Information Collapse

Naturally, I check the stats on this blog and am always curious to see referring sites and related comments. But this week, I’m reminded what an information clusterfuck the Internet can be with the discovery that a post I wrote about malicious editing on Wikipedia is now a cited footnote on a page at its backwoods, idiot cousin known as Conservapedia.  The page itself was about liberal bias on Wikipedia, and I couldn’t imagine anything I’d written that would support this kind of criticism; but there it was — footnote number 18 right below the heading blaming Wikipedia for, of all things, Anti-Christianity.  And the fact that they’re citing the words of a confirmed atheist is the lesser irony in this case.

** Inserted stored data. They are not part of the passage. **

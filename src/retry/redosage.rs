use async_trait::async_trait;

use crate::dynamo::attributes::Attributes;
use crate::dynamo::dosage::Dosage;
use crate::error::Result;
use crate::retry::{RetryPolicy, retry};

/// Dosage whose continuation fetch is retried.
pub struct ReDosage {
    origin: Box<dyn Dosage>,
    policy: RetryPolicy,
}

impl ReDosage {
    /// Wrap `origin` with the default [`RetryPolicy`].
    pub fn new(origin: Box<dyn Dosage>) -> Self {
        Self::with_policy(origin, RetryPolicy::default())
    }

    /// Wrap `origin`, retrying as `policy` says.
    pub fn with_policy(origin: Box<dyn Dosage>, policy: RetryPolicy) -> Self {
        Self { origin, policy }
    }
}

#[async_trait]
impl Dosage for ReDosage {
    fn items(&self) -> &[Attributes] {
        self.origin.items()
    }

    fn has_next(&self) -> bool {
        self.origin.has_next()
    }

    async fn next(&self) -> Result<Box<dyn Dosage>> {
        let next = retry(&self.policy, "Dosage#next", || self.origin.next()).await?;
        Ok(Box::new(ReDosage::with_policy(next, self.policy)))
    }
}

Apparently, the rogue Wiki editor, Robert Clark Young, outed by Andrew Leonard at Salon.com and referenced in my post, included among his furtive revisions the “cleaning up” of articles which contained any positive reflections of paganism.  As such, Conservapedia’s beef is not that Young was a mischievous butcher of articles in general, but that Wikipedia ultimately banned him at least in part for doing his christian duty by scouring pro-pagan language. Neither my article nor Leonard’s makes mention of this particular angle related to Young’s antics; and if the pagan story is true, it’s the first I’ve heard of it.  Granted, the Conservapedia article doesn’t reference anything pertaining to the thesis of my post, only that it substantiates Young’s having been banned; although this is a paradoxical citation in support of an otherwise mundane fact.

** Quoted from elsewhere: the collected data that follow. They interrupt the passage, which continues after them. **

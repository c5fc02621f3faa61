use std::fmt;
use std::sync::Arc;

use async_trait::async_trait;

use crate::auth::credentials::Credentials;
use crate::dynamo::table::{AwsTable, Table};
use crate::dynamo::transport::Transport;
use crate::error::Result;

/// Entry point to the tables reachable with one set of credentials.
#[async_trait]
pub trait Region: Send + Sync + fmt::Debug {
    /// A transport handle to use for one operation.
    async fn aws(&self) -> Result<Box<dyn Transport>>;

    /// Handle of table `name`; nothing is checked remotely.
    fn table(&self, name: &str) -> Arc<dyn Table>;
}

/// Region bound to credentials.
#[derive(Clone)]
pub struct Simple {
    credentials: Arc<dyn Credentials>,
}

impl Simple {
    /// Region over `credentials`.
    pub fn new(credentials: impl Credentials + 'static) -> Self {
        Self::shared(Arc::new(credentials))
    }

    /// Region over credentials shared with others.
    pub fn shared(credentials: Arc<dyn Credentials>) -> Self {
        Self { credentials }
    }
}

impl fmt::Debug for Simple {
    fn fmt(&self, f: &mut fmt::Formatter<'_>) -> fmt::Result {
        write!(f, "Region({})", self.credentials)
    }
}

#[async_trait]
impl Region for Simple {
    async fn aws(&self) -> Result<Box<dyn Transport>> {
        self.credentials.aws().await
    }

    fn table(&self, name: &str) -> Arc<dyn Table> {
        Arc::new(AwsTable::new(
            self.credentials.clone(),
            Arc::new(self.clone()),
            name,
        ))
    }
}

/// Region that prepends a prefix to every table name, e.g. per environment.
///
/// Its tables report the prefixed region as theirs and reach the store
/// through the origin's transports. Wrap it in a
/// [`ReRegion`](crate::retry::ReRegion) to retry them.
#[derive(Clone)]
pub struct Prefixed {
    origin: Arc<dyn Region>,
    prefix: String,
}

impl Prefixed {
    /// Tables of `origin` named with `prefix` in front.
    pub fn new(origin: Arc<dyn Region>, prefix: &str) -> Self {
        Self {
            origin,
            prefix: prefix.to_string(),
        }
    }
}

impl fmt::Debug for Prefixed {
    fn fmt(&self, f: &mut fmt::Formatter<'_>) -> fmt::Result {
        write!(f, "Prefixed({:?}, \"{}\")", self.origin, self.prefix)
    }
}

#[async_trait]
impl Region for Prefixed {
    async fn aws(&self) -> Result<Box<dyn Transport>> {
        self.origin.aws().await
    }

    fn table(&self, name: &str) -> Arc<dyn Table> {
        Arc::new(AwsTable::new(
            Arc::new(OriginTransports(self.origin.clone())),
            Arc::new(self.clone()),
            &format!("{}{}", self.prefix, name),
        ))
    }
}

/// Credentials handing out a region's transports.
struct OriginTransports(Arc<dyn Region>);

#[async_trait]
impl Credentials for OriginTransports {
    async fn aws(&self) -> Result<Box<dyn Transport>> {
        self.0.aws().await
    }
}

impl fmt::Debug for OriginTransports {
    fn fmt(&self, f: &mut fmt::Formatter<'_>) -> fmt::Result {
        write!(f, "{self}")
    }
}

impl fmt::Display for OriginTransports {
    fn fmt(&self, f: &mut fmt::Formatter<'_>) -> fmt::Result {
        write!(f, "{:?}", self.0)
    }
}

#[cfg(test)]
mod tests {
    use super::*;
    use crate::dynamo::attributes::Attributes;
    use crate::mock::MkData;

    #[tokio::test]
    async fn prefix_applies_to_table_names() {
        let data = MkData::new().with_table("test-users", &["id"]).unwrap();
        let region = Prefixed::new(data.region(), "test-");
        let table = region.table("users");
        assert_eq!(table.name(), "test-users");
        table.put(&Attributes::new().with("id", "a")).await.unwrap();
        assert_eq!(data.rows("test-users").await.unwrap().len(), 1);
    }

    #[tokio::test]
    async fn tables_keep_the_prefixed_region() {
        let data = MkData::new().with_table("test-users", &["id"]).unwrap();
        let region = Prefixed::new(data.region(), "test-");
        let table = region.table("users");
        assert_eq!(table.region().table("users").name(), "test-users");
        assert_eq!(table.frame().table().region().table("users").name(), "test-users");
        assert!(table.frame().is_empty().await.unwrap());
    }
}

Entitled Montag’s Grin, my piece (should any wayward christian zealot wander over here) contemplates the potential we have to digitally “burn” the books through round-the-clock, unchecked, amateur revisionism rather than with fire. So, the real irony in this case is that Conservapedia is probably one of the best examples of exactly what I meant when I wrote the post — that the tools and collectivist ideals behind the founding of Wikipedia do not necessarily have to produce better information and a smarter world. It was inevitable that an ultra-conservative, funhouse mirror version of Wikipedia would come to be, just as FOX News was inevitable the moment Ted Turner set out to prove that 24hr news could be a business.  And the Internet has only exploded and accelerated the folly 24hr news set in motion such that news is now even further segmented according to bias, has to provoke or entertain just to attract fleeting attention, and demands a rate of production that can only degrade the practice of investigative journalism.

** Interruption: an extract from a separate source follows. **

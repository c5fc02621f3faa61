pub mod credentials;
pub mod signature;
pub mod token;

pub use credentials::{Assumed, Credentials, Direct, Simple};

On a related subject, I was interested to see that Popular Science recently removed comment threads from its website after concluding a study that indicated comments are actually bad for the advancement of science. This makes sense. Because we have elevated and monetized even the most base forms of discourse, we have consequently fostered an environment in which, under the guise of fairness, we continue debating on a national scale even settled sciences like Darwinian evolution. Quote that Conservapedia!

But with regard to any form of criticism of Web 2.0, those of us doing the criticizing are often accused of being anti-technology or anti-future, of trying to stuff the innovation genie back in his proverbial bottle. This isn’t a rhetorical tactic employed solely by common trolls, but also by the corporate leaders of the technological empire.  In any given debate about the application of digital technologies, the vested interests tend to sow a kind of fear by setting up the false choice of tech vs. no tech. If we’re paying attention, this is functionally the same as, If we don’t play by their rules, they’ll take their ball and go home. And we keep falling for it.  To quote Andy Borowitz in response to yesterday’s government shutdown, “If the Internet had been shut down, there would be rioting in the streets.”

Instead of this artificially binary, repetitive, and generalized defense of technology, we might all agree that the tools of innovation are also tools of exploitation; that connecting can include stalking and bullying; that the companion of crowd-sourced is mob-ruled; then maybe we can have an adult dialogue about how, when, and why we use these tools — and quite possibly assert the right to have some say as to how they evolve. Because, if the web is living up to its 20-year-old promise to make us a better informed hive, I have to wonder what this liberal’s words are doing linked to anything on Conservapedia.

Tech utopians herald the technological singularity as a messianic event — a time when man and machine will coexist in a world just beyond our imagination, where super-intelligence is the norm and immortality will be achieved.  It is possible, however, that these very same tools could actually cause the volume of  bullshit out there to keep expanding, acquire tremendous mass, and then collapse into a singularity as it is often defined in space-time — a point of infinite density from which not even light can escape.

© 2013, David Newhoff. All rights reserved.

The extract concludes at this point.